The nature and evolution of the Nechalacho REE deposit, NWT, Canada (GAC MAC 2011 Ottawa)


The Nechalacho rare metal deposit at Thor Lake, NWT, Canada comprises one of the world’s largest high-grade Rare Earth Element (REE) and High Field Strength Element (Y, Zr, Nb, Ta) deposits, and is of particular economic interest due to its enrichment in heavy REE (HREE). The principal REE-bearing minerals, zircon, allanite, fergusonite, bastnäsite, synchisite and monazite are present in a variably disseminated or condensed upper zone enriched in light REE and a lower layered cumulate zone enriched in HREE. The host rock is an aegirine-nepheline-sodalite syenite of miaskitic to agpaitic composition, the Nechalacho Syenite.
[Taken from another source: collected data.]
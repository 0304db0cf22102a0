//! Run configuration for the alignment engine.

use std::path::Path;

use serde::{Deserialize, Serialize};

use crate::errors::ConfigError;

/// Name of the project configuration file, looked up in the project root.
pub const CONFIG_FILE_NAME: &str = "popalign.toml";

/// Configuration for one alignment run.
///
/// All fields are optional; unset fields resolve to compiled defaults via
/// the `effective_*` accessors. `load` fills fields from the project file
/// and `POPALIGN_*` environment variables, with caller overrides on top.
#[derive(Debug, Clone, Serialize, Deserialize, Default, PartialEq)]
#[serde(default)]
pub struct AlignConfig {
    /// Upper bound on scaling iterations. Default: 50.
    pub max_iterations: Option<u32>,
    /// Convergence threshold on the divergence measure. Default: 1e-15.
    pub precision: Option<f64>,
    /// Emit a warning record and report field when the loop exhausts its
    /// iteration cap above the precision threshold. Default: true.
    pub warn_on_nonconvergence: Option<bool>,
    /// Escalate a convergence failure to a hard error. Default: false.
    pub require_convergence: Option<bool>,
}

/// Caller-supplied overrides, applied on top of env and file layers.
#[derive(Debug, Clone, Default)]
pub struct AlignOverrides {
    pub max_iterations: Option<u32>,
    pub precision: Option<f64>,
    pub warn_on_nonconvergence: Option<bool>,
    pub require_convergence: Option<bool>,
}

/// On-disk layout of `popalign.toml`.
#[derive(Debug, Deserialize, Default)]
#[serde(default)]
struct ConfigFile {
    alignment: AlignConfig,
}

impl AlignConfig {
    pub const DEFAULT_MAX_ITERATIONS: u32 = 50;
    pub const DEFAULT_PRECISION: f64 = 1e-15;

    /// Returns the effective iteration cap, defaulting to 50.
    pub fn effective_max_iterations(&self) -> u32 {
        self.max_iterations.unwrap_or(Self::DEFAULT_MAX_ITERATIONS)
    }

    /// Returns the effective convergence threshold, defaulting to 1e-15.
    pub fn effective_precision(&self) -> f64 {
        self.precision.unwrap_or(Self::DEFAULT_PRECISION)
    }

    /// Returns whether non-convergence produces a warning, defaulting to true.
    pub fn effective_warn_on_nonconvergence(&self) -> bool {
        self.warn_on_nonconvergence.unwrap_or(true)
    }

    /// Returns whether non-convergence is a hard error, defaulting to false.
    pub fn effective_require_convergence(&self) -> bool {
        self.require_convergence.unwrap_or(false)
    }

    /// Load configuration from `<project_root>/popalign.toml`, `POPALIGN_*`
    /// environment variables, and caller overrides.
    ///
    /// A missing file falls back to compiled defaults; any other read
    /// failure, a parse failure, or a malformed env value is an error.
    pub fn load(
        project_root: &Path,
        overrides: Option<&AlignOverrides>,
    ) -> Result<Self, ConfigError> {
        let mut config = Self::load_file(project_root)?;
        config.apply_env()?;
        if let Some(o) = overrides {
            config.apply_overrides(o);
        }
        Ok(config)
    }

    fn load_file(project_root: &Path) -> Result<Self, ConfigError> {
        let path = project_root.join(CONFIG_FILE_NAME);
        let raw = match std::fs::read_to_string(&path) {
            Ok(raw) => raw,
            Err(e) if e.kind() == std::io::ErrorKind::NotFound => {
                tracing::debug!(path = %path.display(), "no project config file, using defaults");
                return Ok(Self::default());
            }
            Err(e) => return Err(ConfigError::Read { path, source: e }),
        };
        let file: ConfigFile = toml::from_str(&raw)?;
        tracing::debug!(path = %path.display(), "project config file loaded");
        Ok(file.alignment)
    }

    fn apply_env(&mut self) -> Result<(), ConfigError> {
        if let Some(v) = env_parse::<u32>("POPALIGN_MAX_ITERATIONS")? {
            self.max_iterations = Some(v);
        }
        if let Some(v) = env_parse::<f64>("POPALIGN_PRECISION")? {
            self.precision = Some(v);
        }
        if let Some(v) = env_parse::<bool>("POPALIGN_WARN_ON_NONCONVERGENCE")? {
            self.warn_on_nonconvergence = Some(v);
        }
        if let Some(v) = env_parse::<bool>("POPALIGN_REQUIRE_CONVERGENCE")? {
            self.require_convergence = Some(v);
        }
        Ok(())
    }

    fn apply_overrides(&mut self, overrides: &AlignOverrides) {
        if let Some(v) = overrides.max_iterations {
            self.max_iterations = Some(v);
        }
        if let Some(v) = overrides.precision {
            self.precision = Some(v);
        }
        if let Some(v) = overrides.warn_on_nonconvergence {
            self.warn_on_nonconvergence = Some(v);
        }
        if let Some(v) = overrides.require_convergence {
            self.require_convergence = Some(v);
        }
    }
}

/// Parse an env var, treating an unset variable as absent and a malformed
/// one as a hard error.
fn env_parse<T: std::str::FromStr>(key: &'static str) -> Result<Option<T>, ConfigError> {
    match std::env::var(key) {
        Ok(raw) => raw
            .parse::<T>()
            .map(Some)
            .map_err(|_| ConfigError::InvalidEnvValue { key, value: raw }),
        Err(_) => Ok(None),
    }
}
This unit is part of a large, layered peralkaline complex characterized by highly variable grain size (from pegmatitic to fine-grained), low-viscosity flow textures, compositionally distinct cumulus layers, cyclic micro-layering, and a variety of secondary alteration features. In the upper zone, significant metasomatic remobilization of REE is indicated by veins of bastnäsite and vein-style aggregates of zircon.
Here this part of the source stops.